_Material shown_:
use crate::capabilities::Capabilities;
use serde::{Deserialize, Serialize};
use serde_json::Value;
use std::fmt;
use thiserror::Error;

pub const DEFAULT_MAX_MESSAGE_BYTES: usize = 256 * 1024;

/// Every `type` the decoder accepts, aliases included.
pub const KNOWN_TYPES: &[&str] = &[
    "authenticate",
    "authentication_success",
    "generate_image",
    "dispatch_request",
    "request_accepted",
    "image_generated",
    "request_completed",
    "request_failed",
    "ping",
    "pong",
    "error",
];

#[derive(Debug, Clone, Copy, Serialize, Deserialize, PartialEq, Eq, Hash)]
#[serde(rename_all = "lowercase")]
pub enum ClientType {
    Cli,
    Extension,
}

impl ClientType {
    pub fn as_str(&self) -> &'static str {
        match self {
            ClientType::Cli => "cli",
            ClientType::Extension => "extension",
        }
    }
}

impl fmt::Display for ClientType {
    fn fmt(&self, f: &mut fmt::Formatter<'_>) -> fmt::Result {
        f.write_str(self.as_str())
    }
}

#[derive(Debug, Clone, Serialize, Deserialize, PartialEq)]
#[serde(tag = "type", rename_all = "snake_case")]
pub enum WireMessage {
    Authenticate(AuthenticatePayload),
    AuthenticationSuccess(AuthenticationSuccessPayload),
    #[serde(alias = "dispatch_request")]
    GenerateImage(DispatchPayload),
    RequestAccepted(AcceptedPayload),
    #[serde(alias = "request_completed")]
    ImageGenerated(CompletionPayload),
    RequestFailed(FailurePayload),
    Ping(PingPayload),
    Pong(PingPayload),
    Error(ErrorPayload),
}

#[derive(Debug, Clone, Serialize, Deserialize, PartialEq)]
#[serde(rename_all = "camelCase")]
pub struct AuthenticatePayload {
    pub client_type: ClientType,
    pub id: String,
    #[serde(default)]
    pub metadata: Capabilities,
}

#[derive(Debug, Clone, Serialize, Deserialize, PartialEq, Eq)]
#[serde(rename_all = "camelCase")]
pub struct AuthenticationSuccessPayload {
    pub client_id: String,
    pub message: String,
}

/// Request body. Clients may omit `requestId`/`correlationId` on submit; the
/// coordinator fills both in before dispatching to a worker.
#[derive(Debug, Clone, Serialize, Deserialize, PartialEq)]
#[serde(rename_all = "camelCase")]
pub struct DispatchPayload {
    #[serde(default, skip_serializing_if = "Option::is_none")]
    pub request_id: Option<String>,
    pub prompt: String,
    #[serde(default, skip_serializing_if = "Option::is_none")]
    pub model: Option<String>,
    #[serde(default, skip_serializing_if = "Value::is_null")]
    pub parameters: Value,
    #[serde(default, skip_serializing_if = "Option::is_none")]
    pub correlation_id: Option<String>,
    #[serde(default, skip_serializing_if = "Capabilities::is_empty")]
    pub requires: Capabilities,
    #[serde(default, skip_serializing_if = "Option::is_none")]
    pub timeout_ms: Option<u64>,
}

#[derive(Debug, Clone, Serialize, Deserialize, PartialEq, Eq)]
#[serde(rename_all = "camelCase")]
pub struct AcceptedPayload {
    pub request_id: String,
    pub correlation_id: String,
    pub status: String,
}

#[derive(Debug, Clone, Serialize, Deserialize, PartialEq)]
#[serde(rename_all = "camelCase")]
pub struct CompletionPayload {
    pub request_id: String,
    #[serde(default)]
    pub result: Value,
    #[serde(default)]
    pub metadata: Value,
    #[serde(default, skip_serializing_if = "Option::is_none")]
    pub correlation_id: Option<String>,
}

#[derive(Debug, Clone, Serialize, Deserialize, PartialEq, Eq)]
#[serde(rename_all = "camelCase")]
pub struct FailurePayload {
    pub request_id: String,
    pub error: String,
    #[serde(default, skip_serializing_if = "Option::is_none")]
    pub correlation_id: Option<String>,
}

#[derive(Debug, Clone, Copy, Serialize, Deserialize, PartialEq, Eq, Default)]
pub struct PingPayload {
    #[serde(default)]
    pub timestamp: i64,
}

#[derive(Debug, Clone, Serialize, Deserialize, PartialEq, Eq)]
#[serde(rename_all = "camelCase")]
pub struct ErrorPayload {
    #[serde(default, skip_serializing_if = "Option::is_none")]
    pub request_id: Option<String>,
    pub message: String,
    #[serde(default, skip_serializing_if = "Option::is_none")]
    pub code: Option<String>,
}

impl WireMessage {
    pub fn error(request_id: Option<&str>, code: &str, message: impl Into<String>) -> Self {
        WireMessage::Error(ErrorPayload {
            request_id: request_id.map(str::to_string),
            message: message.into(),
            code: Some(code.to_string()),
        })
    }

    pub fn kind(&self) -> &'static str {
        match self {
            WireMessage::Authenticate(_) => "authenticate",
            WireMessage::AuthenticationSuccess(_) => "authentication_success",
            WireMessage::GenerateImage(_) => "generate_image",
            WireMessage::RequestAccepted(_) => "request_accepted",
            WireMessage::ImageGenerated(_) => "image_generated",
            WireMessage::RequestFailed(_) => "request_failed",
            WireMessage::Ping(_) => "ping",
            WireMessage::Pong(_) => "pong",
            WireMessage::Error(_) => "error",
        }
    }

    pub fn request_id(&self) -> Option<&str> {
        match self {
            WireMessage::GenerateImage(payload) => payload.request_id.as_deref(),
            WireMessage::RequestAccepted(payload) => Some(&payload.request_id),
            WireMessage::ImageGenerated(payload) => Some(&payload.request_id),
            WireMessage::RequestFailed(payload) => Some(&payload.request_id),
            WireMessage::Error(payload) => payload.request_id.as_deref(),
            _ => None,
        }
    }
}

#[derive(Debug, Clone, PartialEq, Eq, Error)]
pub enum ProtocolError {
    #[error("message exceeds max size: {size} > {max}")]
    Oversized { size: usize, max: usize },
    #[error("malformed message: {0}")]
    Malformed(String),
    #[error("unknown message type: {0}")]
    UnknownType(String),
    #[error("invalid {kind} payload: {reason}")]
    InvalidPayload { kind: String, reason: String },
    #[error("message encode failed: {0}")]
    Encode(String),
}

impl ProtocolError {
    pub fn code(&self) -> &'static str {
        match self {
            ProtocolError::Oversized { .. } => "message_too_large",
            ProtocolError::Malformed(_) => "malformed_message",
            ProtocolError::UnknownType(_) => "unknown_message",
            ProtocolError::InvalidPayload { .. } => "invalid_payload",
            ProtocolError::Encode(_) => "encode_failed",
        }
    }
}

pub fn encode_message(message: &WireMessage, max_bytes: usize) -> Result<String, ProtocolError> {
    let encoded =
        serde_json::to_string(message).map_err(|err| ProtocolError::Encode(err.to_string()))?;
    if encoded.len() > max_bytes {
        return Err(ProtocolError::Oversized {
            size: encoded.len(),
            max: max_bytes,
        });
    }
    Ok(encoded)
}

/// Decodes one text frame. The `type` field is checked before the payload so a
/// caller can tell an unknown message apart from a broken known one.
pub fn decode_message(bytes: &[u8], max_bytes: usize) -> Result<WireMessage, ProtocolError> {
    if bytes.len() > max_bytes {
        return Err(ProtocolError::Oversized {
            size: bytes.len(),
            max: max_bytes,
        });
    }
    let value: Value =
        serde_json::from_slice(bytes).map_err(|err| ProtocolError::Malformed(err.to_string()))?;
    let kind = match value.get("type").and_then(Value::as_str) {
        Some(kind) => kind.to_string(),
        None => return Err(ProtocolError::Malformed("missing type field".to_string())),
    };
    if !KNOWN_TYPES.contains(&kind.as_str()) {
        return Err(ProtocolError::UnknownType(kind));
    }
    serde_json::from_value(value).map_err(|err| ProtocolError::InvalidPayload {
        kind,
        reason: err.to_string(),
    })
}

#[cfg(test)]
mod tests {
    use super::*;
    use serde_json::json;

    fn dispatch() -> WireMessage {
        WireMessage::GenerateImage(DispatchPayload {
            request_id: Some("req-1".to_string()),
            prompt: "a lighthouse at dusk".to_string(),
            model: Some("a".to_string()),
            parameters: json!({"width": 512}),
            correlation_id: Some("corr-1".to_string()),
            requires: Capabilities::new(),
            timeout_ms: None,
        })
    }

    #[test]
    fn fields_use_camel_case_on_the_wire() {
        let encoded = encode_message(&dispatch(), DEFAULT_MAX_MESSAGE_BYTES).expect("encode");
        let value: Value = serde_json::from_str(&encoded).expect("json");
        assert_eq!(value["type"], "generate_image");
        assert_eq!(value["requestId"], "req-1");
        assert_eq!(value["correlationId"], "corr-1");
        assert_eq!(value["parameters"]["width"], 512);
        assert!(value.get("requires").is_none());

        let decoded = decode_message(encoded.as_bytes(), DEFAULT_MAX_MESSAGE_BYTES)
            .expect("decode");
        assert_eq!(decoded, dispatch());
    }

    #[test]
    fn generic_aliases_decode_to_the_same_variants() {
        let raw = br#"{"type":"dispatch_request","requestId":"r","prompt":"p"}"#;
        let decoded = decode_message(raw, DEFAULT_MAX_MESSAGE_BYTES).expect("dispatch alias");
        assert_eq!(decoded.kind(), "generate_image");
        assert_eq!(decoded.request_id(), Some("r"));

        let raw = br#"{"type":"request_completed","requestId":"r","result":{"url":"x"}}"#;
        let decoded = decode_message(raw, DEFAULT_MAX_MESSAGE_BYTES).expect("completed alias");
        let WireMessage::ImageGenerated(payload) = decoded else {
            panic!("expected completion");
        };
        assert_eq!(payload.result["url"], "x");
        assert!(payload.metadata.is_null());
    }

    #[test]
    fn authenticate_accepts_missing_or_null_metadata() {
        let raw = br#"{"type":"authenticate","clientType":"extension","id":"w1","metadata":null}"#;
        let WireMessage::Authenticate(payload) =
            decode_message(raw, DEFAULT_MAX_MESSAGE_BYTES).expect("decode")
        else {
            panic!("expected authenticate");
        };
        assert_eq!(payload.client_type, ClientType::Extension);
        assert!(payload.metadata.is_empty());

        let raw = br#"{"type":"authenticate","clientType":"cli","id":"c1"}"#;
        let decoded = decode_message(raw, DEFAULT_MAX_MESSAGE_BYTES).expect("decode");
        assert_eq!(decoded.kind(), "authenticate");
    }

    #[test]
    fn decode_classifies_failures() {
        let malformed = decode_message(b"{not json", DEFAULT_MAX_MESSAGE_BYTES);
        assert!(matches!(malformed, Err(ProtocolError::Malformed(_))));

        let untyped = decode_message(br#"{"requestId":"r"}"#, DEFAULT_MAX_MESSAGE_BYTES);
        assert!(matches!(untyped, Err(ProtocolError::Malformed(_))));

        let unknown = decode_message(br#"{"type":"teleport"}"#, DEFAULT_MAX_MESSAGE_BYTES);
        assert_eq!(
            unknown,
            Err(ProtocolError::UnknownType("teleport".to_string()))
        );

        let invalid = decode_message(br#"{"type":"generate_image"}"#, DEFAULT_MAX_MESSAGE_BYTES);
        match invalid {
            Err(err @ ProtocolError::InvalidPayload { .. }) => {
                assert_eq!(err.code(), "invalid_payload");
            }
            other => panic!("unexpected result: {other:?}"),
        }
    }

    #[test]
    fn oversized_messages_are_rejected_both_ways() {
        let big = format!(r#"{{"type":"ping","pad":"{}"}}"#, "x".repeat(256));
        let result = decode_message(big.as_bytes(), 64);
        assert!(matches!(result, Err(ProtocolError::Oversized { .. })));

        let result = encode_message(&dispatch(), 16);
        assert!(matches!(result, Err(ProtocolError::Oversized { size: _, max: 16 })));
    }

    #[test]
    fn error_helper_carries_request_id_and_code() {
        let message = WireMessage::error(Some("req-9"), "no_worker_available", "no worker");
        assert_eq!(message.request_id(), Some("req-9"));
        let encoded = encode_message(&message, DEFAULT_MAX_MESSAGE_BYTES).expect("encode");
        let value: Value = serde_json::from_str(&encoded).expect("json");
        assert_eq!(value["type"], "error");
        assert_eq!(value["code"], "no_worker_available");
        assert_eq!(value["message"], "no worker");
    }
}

--

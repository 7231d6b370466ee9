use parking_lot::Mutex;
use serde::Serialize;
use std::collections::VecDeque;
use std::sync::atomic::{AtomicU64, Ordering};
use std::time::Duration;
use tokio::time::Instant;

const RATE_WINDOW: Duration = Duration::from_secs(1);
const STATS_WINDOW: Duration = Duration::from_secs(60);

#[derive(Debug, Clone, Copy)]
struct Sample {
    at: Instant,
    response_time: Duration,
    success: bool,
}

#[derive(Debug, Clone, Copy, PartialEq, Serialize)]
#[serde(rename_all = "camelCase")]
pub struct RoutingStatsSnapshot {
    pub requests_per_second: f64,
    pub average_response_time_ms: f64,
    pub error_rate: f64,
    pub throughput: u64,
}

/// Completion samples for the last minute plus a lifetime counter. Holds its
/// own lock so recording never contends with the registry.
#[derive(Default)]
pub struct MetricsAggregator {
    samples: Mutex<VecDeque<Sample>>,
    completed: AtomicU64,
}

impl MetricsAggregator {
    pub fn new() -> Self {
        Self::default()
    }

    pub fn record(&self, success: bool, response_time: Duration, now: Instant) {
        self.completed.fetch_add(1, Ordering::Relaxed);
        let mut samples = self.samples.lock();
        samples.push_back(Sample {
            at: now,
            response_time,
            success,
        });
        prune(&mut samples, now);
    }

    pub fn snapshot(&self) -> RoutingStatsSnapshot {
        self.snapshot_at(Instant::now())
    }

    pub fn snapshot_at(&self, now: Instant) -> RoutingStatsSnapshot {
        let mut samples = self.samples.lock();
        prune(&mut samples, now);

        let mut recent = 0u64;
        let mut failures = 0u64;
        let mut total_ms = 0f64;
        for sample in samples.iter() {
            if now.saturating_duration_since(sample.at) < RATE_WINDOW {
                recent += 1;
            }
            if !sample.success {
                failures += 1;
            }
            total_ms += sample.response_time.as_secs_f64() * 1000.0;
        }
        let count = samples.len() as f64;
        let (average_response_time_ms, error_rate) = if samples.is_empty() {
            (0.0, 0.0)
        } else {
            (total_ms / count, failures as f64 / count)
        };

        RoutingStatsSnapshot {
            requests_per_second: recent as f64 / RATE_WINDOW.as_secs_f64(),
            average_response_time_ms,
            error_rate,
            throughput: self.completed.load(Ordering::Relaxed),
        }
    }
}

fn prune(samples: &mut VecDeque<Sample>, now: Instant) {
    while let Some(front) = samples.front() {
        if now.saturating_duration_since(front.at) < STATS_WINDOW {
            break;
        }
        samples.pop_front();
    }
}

_What the task asks_: Go back to the listing above. Copy word for word the lines from the one with "use crate::capabilities::Capabilities;" through the one with "pub struct DispatchPayload", and nothing more.

_Output for this task_:
use crate::capabilities::Capabilities;
use serde::{Deserialize, Serialize};
use serde_json::Value;
use std::fmt;
use thiserror::Error;

pub const DEFAULT_MAX_MESSAGE_BYTES: usize = 256 * 1024;

/// Every `type` the decoder accepts, aliases included.
pub const KNOWN_TYPES: &[&str] = &[
    "authenticate",
    "authentication_success",
    "generate_image",
    "dispatch_request",
    "request_accepted",
    "image_generated",
    "request_completed",
    "request_failed",
    "ping",
    "pong",
    "error",
];

#[derive(Debug, Clone, Copy, Serialize, Deserialize, PartialEq, Eq, Hash)]
#[serde(rename_all = "lowercase")]
pub enum ClientType {
    Cli,
    Extension,
}

impl ClientType {
    pub fn as_str(&self) -> &'static str {
        match self {
            ClientType::Cli => "cli",
            ClientType::Extension => "extension",
        }
    }
}

impl fmt::Display for ClientType {
    fn fmt(&self, f: &mut fmt::Formatter<'_>) -> fmt::Result {
        f.write_str(self.as_str())
    }
}

#[derive(Debug, Clone, Serialize, Deserialize, PartialEq)]
#[serde(tag = "type", rename_all = "snake_case")]
pub enum WireMessage {
    Authenticate(AuthenticatePayload),
    AuthenticationSuccess(AuthenticationSuccessPayload),
    #[serde(alias = "dispatch_request")]
    GenerateImage(DispatchPayload),
    RequestAccepted(AcceptedPayload),
    #[serde(alias = "request_completed")]
    ImageGenerated(CompletionPayload),
    RequestFailed(FailurePayload),
    Ping(PingPayload),
    Pong(PingPayload),
    Error(ErrorPayload),
}

#[derive(Debug, Clone, Serialize, Deserialize, PartialEq)]
#[serde(rename_all = "camelCase")]
pub struct AuthenticatePayload {
    pub client_type: ClientType,
    pub id: String,
    #[serde(default)]
    pub metadata: Capabilities,
}

#[derive(Debug, Clone, Serialize, Deserialize, PartialEq, Eq)]
#[serde(rename_all = "camelCase")]
pub struct AuthenticationSuccessPayload {
    pub client_id: String,
    pub message: String,
}

/// Request body. Clients may omit `requestId`/`correlationId` on submit; the
/// coordinator fills both in before dispatching to a worker.
#[derive(Debug, Clone, Serialize, Deserialize, PartialEq)]
#[serde(rename_all = "camelCase")]
pub struct DispatchPayload {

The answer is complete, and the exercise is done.